### WHAT YOU WILL DO
Write out, without any change, the lines in the material below that run from the line with "mod resolve;" through the line with "use crate::model::Hierarchy;", both included.

Segment Start: SOURCE INFORMATION

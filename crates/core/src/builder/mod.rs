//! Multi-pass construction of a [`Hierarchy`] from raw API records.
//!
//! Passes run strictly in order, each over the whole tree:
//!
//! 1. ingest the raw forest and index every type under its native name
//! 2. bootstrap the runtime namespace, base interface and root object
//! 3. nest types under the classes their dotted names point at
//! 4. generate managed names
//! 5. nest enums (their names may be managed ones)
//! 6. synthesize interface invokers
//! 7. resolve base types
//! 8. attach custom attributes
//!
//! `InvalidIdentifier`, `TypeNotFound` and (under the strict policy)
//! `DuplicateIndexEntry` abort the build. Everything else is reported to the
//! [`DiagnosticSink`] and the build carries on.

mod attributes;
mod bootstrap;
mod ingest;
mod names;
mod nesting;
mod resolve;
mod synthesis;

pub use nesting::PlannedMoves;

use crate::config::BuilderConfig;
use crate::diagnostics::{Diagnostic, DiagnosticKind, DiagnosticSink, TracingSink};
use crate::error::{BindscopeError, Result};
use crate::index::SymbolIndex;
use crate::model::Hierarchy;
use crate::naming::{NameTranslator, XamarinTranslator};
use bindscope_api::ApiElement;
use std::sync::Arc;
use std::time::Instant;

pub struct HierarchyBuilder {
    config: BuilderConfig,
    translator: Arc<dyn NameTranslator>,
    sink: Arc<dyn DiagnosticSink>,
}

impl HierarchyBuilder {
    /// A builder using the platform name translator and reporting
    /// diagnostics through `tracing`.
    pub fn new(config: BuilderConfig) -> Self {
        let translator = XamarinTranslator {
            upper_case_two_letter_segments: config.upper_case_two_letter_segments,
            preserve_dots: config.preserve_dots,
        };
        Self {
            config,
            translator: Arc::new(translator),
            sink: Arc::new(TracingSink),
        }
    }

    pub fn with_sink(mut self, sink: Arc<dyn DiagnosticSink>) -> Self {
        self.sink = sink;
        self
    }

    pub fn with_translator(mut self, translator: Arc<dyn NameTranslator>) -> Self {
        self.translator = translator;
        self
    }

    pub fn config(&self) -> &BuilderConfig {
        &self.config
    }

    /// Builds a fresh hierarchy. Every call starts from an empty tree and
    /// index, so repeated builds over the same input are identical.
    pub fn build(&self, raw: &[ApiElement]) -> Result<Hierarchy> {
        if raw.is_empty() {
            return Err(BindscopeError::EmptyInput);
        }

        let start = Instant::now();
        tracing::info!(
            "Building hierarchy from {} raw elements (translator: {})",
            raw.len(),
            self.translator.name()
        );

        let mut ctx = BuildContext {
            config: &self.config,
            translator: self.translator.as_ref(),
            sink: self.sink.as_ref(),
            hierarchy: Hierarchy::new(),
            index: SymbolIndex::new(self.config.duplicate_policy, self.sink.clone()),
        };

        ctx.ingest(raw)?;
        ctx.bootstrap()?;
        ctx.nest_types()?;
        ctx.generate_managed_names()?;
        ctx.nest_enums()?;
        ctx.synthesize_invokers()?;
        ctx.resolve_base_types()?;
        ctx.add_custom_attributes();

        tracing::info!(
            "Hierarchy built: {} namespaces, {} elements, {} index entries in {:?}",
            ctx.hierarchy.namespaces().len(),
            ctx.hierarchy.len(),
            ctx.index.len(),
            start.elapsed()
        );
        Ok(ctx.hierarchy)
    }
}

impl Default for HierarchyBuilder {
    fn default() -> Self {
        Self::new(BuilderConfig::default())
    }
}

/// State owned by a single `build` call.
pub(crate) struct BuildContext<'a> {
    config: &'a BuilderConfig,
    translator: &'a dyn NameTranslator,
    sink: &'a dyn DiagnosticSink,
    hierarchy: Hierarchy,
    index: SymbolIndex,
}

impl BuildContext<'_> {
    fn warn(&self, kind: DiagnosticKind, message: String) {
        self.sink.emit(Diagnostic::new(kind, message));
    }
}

Segment End: SOURCE INFORMATION
Segment Start: SOURCE INFORMATION

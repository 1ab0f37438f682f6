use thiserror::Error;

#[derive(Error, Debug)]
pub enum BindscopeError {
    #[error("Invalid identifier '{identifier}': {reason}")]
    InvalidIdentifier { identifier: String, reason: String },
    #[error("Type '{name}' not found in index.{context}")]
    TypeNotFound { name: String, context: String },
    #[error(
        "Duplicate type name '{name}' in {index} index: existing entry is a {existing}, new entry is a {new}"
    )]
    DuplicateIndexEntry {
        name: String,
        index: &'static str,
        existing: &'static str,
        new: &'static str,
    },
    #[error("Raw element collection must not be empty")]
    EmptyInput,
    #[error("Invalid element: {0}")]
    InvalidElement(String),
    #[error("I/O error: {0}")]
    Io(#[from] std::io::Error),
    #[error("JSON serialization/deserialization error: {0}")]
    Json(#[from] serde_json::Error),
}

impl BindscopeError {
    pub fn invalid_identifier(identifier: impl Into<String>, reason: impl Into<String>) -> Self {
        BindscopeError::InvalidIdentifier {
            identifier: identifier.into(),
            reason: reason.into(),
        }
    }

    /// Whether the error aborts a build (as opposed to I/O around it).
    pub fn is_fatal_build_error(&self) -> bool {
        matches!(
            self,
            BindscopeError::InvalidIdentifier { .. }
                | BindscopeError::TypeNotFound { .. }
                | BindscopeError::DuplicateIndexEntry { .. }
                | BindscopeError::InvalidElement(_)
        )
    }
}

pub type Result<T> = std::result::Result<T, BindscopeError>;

Segment End: SOURCE INFORMATION
Segment Start: SOURCE INFORMATION

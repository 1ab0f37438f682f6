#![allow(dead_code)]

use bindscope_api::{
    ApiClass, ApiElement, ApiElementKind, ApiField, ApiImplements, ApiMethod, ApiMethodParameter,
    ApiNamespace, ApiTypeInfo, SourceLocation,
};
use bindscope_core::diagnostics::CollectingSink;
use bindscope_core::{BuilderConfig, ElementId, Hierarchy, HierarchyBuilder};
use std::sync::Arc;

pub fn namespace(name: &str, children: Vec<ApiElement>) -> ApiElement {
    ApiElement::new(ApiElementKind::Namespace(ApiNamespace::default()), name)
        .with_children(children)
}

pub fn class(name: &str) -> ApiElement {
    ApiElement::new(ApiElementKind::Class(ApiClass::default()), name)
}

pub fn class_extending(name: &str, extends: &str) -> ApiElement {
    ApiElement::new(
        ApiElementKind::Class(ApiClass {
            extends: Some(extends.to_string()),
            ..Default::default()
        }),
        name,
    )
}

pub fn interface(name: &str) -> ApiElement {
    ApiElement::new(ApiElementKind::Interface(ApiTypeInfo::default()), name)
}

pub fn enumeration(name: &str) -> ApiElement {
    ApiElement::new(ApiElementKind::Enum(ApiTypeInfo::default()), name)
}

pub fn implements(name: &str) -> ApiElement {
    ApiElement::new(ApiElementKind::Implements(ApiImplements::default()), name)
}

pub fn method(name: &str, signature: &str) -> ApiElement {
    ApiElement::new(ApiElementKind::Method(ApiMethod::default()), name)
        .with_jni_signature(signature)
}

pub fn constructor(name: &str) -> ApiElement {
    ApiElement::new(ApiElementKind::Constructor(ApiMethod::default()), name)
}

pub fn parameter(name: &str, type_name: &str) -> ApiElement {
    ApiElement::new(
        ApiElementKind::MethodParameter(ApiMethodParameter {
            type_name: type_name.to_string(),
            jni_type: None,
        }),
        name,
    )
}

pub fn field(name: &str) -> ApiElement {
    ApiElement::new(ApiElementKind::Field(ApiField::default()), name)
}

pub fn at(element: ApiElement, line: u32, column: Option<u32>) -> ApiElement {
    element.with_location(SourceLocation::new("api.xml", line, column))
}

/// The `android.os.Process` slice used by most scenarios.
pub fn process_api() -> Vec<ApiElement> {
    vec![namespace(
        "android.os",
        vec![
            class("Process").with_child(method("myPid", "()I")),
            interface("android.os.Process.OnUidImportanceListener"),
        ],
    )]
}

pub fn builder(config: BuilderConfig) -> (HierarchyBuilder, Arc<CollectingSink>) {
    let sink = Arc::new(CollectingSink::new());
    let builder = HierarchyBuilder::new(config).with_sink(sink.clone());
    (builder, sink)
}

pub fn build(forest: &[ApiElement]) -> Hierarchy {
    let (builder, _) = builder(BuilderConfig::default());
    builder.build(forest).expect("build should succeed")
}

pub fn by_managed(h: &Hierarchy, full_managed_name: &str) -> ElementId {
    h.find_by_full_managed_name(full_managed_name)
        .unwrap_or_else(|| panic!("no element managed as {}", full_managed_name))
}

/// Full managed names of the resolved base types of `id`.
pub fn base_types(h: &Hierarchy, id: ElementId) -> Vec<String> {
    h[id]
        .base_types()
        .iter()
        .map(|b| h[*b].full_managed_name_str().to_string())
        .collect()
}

Segment End: SOURCE INFORMATION

### EXERCISE ANSWER
mod resolve;
mod synthesis;

pub use nesting::PlannedMoves;

use crate::config::BuilderConfig;
use crate::diagnostics::{Diagnostic, DiagnosticKind, DiagnosticSink, TracingSink};
use crate::error::{BindscopeError, Result};
use crate::index::SymbolIndex;
use crate::model::Hierarchy;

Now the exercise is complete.